Monday, September 11, 2006

I just had a Headache with Pictures.

The gist of it being that The Matrix is yet one more example of Hollywood bad guys being stupid.

Exhibit A, why do the machine grown people still apparently have sex organs. I seriously doubt Neo would have been getting it on with Trinity if he looked like a ken doll down there. I'll put it terms that even those dumbass machines would understand;

lim
Manhood → 0+
Life = PENIS
The reason why the machines shouldn't want their machine grown fuel to have sexual organs is simple; once Neo figures out what to do it won't be long until there are five or six little neos ready to wreck shit all up and down the machine capital of 01. This argument holds true even without The One; I can't speak for everyone, but I know for myself that if I was chilling in Zion and there were only a few thousand people left I would definitely be doing my patriotic duty and knocking up every chick in sight. I know that Zion is a small town, but there would be at least ten other men like me. Before long us, eleven horny, bastards would have grown our own army. So the machines are stupid for not deleting the sex organs of their batteries, but there is something they didn't do that is even more stupid.

This one is so obvious that I should kill myself and everyone else who didn't notice this the first time they saw The Matrix. Why do the machine grown people have arms and legs? This can only lead to trouble, but apparently after like eight tries those retarded machines still didn't figure it out. Since we never saw Neo fly in the real world we can only assume that he can't fly in the real world. The One wouldn't be able to get much done in a world mostly populated by human inchworms, especially when he himself was also a human inchworm. One might make the erroneous argument that the machines left the arms and legs on the people because it was a more efficient producer of energy. Even if you ignore the fact the machines had no problem producing vast quantities of people; one can't ignore the fact that roughly ninety five percent of a humans body heat is concentrated in their head and their torso. So why risk the possibility of being overthrown by your own fuel source when you can just genetically engineer them without the means to ruin your shit; and growing another five extra physically handicapped humans per one hundred normal ones wouldn't be that big of a problem. Especially with the extra security you would gain from doing things that way.

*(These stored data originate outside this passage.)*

// src/stats/codecs.rs
use bincode::config;
use bincode::serde::{decode_from_slice, encode_to_vec};
use serde::de::DeserializeOwned;
use serde::Serialize;

use crate::error::{StatsError, StatsResult};

/// Serialize a collection (or a `Summary`) with bincode's standard configuration.
pub fn encode_collection<T: Serialize>(value: &T) -> StatsResult<Vec<u8>> {
    encode_to_vec(value, config::standard())
        .map_err(|e| StatsError::Codec(format!("serialize error: {e}")))
}

/// Inverse of [`encode_collection`]. Trailing bytes are rejected.
pub fn decode_collection<T: DeserializeOwned>(bytes: &[u8]) -> StatsResult<T> {
    let (value, read): (T, usize) = decode_from_slice(bytes, config::standard())
        .map_err(|e| StatsError::Codec(format!("deserialize error: {e}")))?;
    if read != bytes.len() {
        return Err(StatsError::Codec(format!(
            "deserialize error: {} trailing bytes",
            bytes.len() - read
        )));
    }
    Ok(value)
}

#[cfg(test)]
mod tests {
    use super::*;
    use crate::stats::collect::{BinnedCollection, Collected, SnapshotCollection};
    use crate::stats::summary::Summary;

    fn sample() -> Collected {
        Collected::Binned(BinnedCollection {
            models: vec!["fiducial".into()],
            snapshots: vec![vec![30, 40]],
            means: vec![vec![vec![1.0, 2.0], vec![0.0, 4.5]]],
            stds: vec![vec![vec![0.1, 0.0], vec![0.0, 0.25]]],
            counts: vec![vec![vec![3.0, 2.0], vec![0.0, 7.0]]],
            bin_centers: vec![vec![vec![7.1, 7.3]; 2]],
        })
    }

    #[test]
    fn saved_collection_reads_back_identically() {
        let c = sample();
        let bytes = encode_collection(&c).unwrap();
        assert_eq!(decode_collection::<Collected>(&bytes).unwrap(), c);

        let s = Collected::PerSnapshot(SnapshotCollection::default());
        let bytes = encode_collection(&s).unwrap();
        assert_eq!(decode_collection::<Collected>(&bytes).unwrap(), s);
    }

    #[test]
    fn summary_keeps_its_hidden_spread() {
        let s = Summary::from_parts(vec![1.0, 0.0], vec![0.5, 0.0], vec![4.0, 0.0]).unwrap();
        let back: Summary = decode_collection(&encode_collection(&s).unwrap()).unwrap();
        assert_eq!(back, s);
    }

    #[test]
    fn truncated_or_padded_input_is_a_codec_error() {
        let bytes = encode_collection(&sample()).unwrap();
        let err = decode_collection::<Collected>(&bytes[..bytes.len() / 2]).unwrap_err();
        assert!(matches!(err, StatsError::Codec(_)));

        let mut padded = bytes.clone();
        padded.push(0);
        let err = decode_collection::<Collected>(&padded).unwrap_err();
        assert!(err.to_string().contains("trailing"), "{err}");
    }
}
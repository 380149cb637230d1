// src/stats/plan.rs
//
// The shared, immutable description of what gets reduced.
//
// Every worker builds the same `ReductionPlan` from the same static configuration, and
// every collective is issued by walking that plan. No worker decides from its own data
// whether a (model, snapshot) pair takes part in a reduction, so the sequence of
// collectives cannot differ between ranks.

use std::collections::HashSet;
use std::path::Path;

use serde::{Deserialize, Serialize};

use crate::error::{StatsError, StatsResult};
use crate::stats::binning::BinSpec;
use crate::stats::pooling_rule::PoolingRule;

/// One simulation variant: its snapshots, the subset reported binned, its input files and
/// the binning of its independent variable.
#[derive(Debug, Clone, PartialEq, Serialize, Deserialize)]
pub struct ModelPlan {
    pub name: String,
    pub snapshots: Vec<u32>,
    /// Snapshots for which binned results are collected; all of them when absent.
    #[serde(default, skip_serializing_if = "Option::is_none")]
    pub plot_snapshots: Option<Vec<u32>>,
    #[serde(default)]
    pub first_file: usize,
    /// Last input file (inclusive); through the last one available when absent.
    #[serde(default, skip_serializing_if = "Option::is_none")]
    pub last_file: Option<usize>,
    pub bins: BinSpec,
}

impl ModelPlan {
    pub fn new(name: impl Into<String>, snapshots: Vec<u32>, bins: BinSpec) -> Self {
        Self {
            name: name.into(),
            snapshots,
            plot_snapshots: None,
            first_file: 0,
            last_file: None,
            bins,
        }
    }

    pub fn with_plot_snapshots(mut self, subset: Vec<u32>) -> Self {
        self.plot_snapshots = Some(subset);
        self
    }

    pub fn with_files(mut self, first: usize, last: usize) -> Self {
        self.first_file = first;
        self.last_file = Some(last);
        self
    }

    /// Inclusive `(first, last)` file indices this model reads out of `available` inputs,
    /// or `None` when its range lies entirely past them.
    pub fn file_span(&self, available: usize) -> Option<(usize, usize)> {
        let end = available.checked_sub(1)?;
        let last = self.last_file.map_or(end, |l| l.min(end));
        (self.first_file <= last).then_some((self.first_file, last))
    }

    /// Snapshots reported binned, in order.
    #[inline]
    pub fn plotted(&self) -> &[u32] {
        self.plot_snapshots.as_deref().unwrap_or(&self.snapshots)
    }

    /// Position of snapshot number `snap` in this model's snapshot list.
    #[inline]
    pub fn snapshot_position(&self, snap: u32) -> Option<usize> {
        self.snapshots.iter().position(|&s| s == snap)
    }

    fn validate(&self, idx: usize) -> StatsResult<()> {
        let fail = |reason: String| StatsError::InvalidPlan {
            reason: format!("model {idx} ({}): {reason}", self.name),
        };
        if self.snapshots.is_empty() {
            return Err(fail("snapshot list is empty".to_string()));
        }
        let mut seen = HashSet::with_capacity(self.snapshots.len());
        if let Some(dup) = self.snapshots.iter().find(|s| !seen.insert(**s)) {
            return Err(fail(format!("snapshot {dup} listed twice")));
        }
        if let Some(subset) = &self.plot_snapshots {
            if !is_subsequence(subset, &self.snapshots) {
                return Err(fail(format!(
                    "plot_snapshots {subset:?} is not an in-order subset of snapshots {:?}",
                    self.snapshots
                )));
            }
        }
        if let Some(last) = self.last_file.filter(|&l| l < self.first_file) {
            return Err(fail(format!(
                "last_file {last} precedes first_file {}",
                self.first_file
            )));
        }
        Ok(())
    }
}

/// `true` when `sub` appears in `full` in the same relative order.
fn is_subsequence(sub: &[u32], full: &[u32]) -> bool {
    let mut it = full.iter();
    sub.iter().all(|s| it.any(|f| f == s))
}

#[derive(Debug, Clone, Serialize, Deserialize)]
struct RawPlan {
    #[serde(default)]
    rule: PoolingRule,
    #[serde(rename = "model", default)]
    models: Vec<ModelPlan>,
}

/// Validated list of models to reduce, shared verbatim by every worker.
#[derive(Debug, Clone, PartialEq, Serialize, Deserialize)]
#[serde(try_from = "RawPlan", into = "RawPlan")]
pub struct ReductionPlan {
    rule: PoolingRule,
    models: Vec<ModelPlan>,
}

impl TryFrom<RawPlan> for ReductionPlan {
    type Error = StatsError;
    fn try_from(raw: RawPlan) -> StatsResult<Self> {
        ReductionPlan::new(raw.models, raw.rule)
    }
}

impl From<ReductionPlan> for RawPlan {
    fn from(p: ReductionPlan) -> Self {
        RawPlan {
            rule: p.rule,
            models: p.models,
        }
    }
}

impl ReductionPlan {
    pub fn new(models: Vec<ModelPlan>, rule: PoolingRule) -> StatsResult<Self> {
        if models.is_empty() {
            return Err(StatsError::InvalidPlan {
                reason: "no models".to_string(),
            });
        }
        for (i, m) in models.iter().enumerate() {
            m.validate(i)?;
        }
        Ok(Self { rule, models })
    }

    pub fn from_toml_str(s: &str) -> StatsResult<Self> {
        toml::from_str(s).map_err(|e| StatsError::InvalidPlan {
            reason: e.to_string(),
        })
    }

    pub fn from_path(path: impl AsRef<Path>) -> StatsResult<Self> {
        let path = path.as_ref();
        let text = std::fs::read_to_string(path).map_err(|e| StatsError::InvalidPlan {
            reason: format!("cannot read {}: {e}", path.display()),
        })?;
        Self::from_toml_str(&text)
    }

    pub fn to_toml_string(&self) -> StatsResult<String> {
        toml::to_string(self).map_err(|e| StatsError::Codec(e.to_string()))
    }

    /// Same models, different pooling rule.
    pub fn with_rule(mut self, rule: PoolingRule) -> Self {
        self.rule = rule;
        self
    }

    #[inline]
    pub fn rule(&self) -> PoolingRule {
        self.rule
    }
    #[inline]
    pub fn models(&self) -> &[ModelPlan] {
        &self.models
    }

    pub fn model(&self, idx: usize) -> StatsResult<&ModelPlan> {
        self.models
            .get(idx)
            .ok_or(StatsError::UnknownModel { model: idx })
    }

    /// Every (model, snapshot position) pair, in the order collectives are issued.
    pub fn reduction_order(&self) -> Vec<(usize, usize)> {
        self.models
            .iter()
            .enumerate()
            .flat_map(|(m, model)| (0..model.snapshots.len()).map(move |s| (m, s)))
            .collect()
    }
}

In conclusion the machines are stupid and The Matrices, while decent movies, are also stupid as are most movies. In fact people should start reading books instead of going to movies their plots are still just as full of holes, but at least you can sell a book to a used book store and recoup some of your losses; I've never met anyone dumb enough to buy a used movie ticket. Maybe I should try to find those machines.

Saturday, September 02, 2006

Whats In A Name?

Big Puma - n.

A Big Puma glides effortlessly, and moves with cat-like nimbleness around the bases. Big Puma would never, ever fall while running the bases. Watching Big Puma accelerate gracefully to full speed has been known to make grown men cry. Occasionally, if you listen intently, you can hear the Big Puma battle cry: Raaayyrrrrrrrrrrrr!!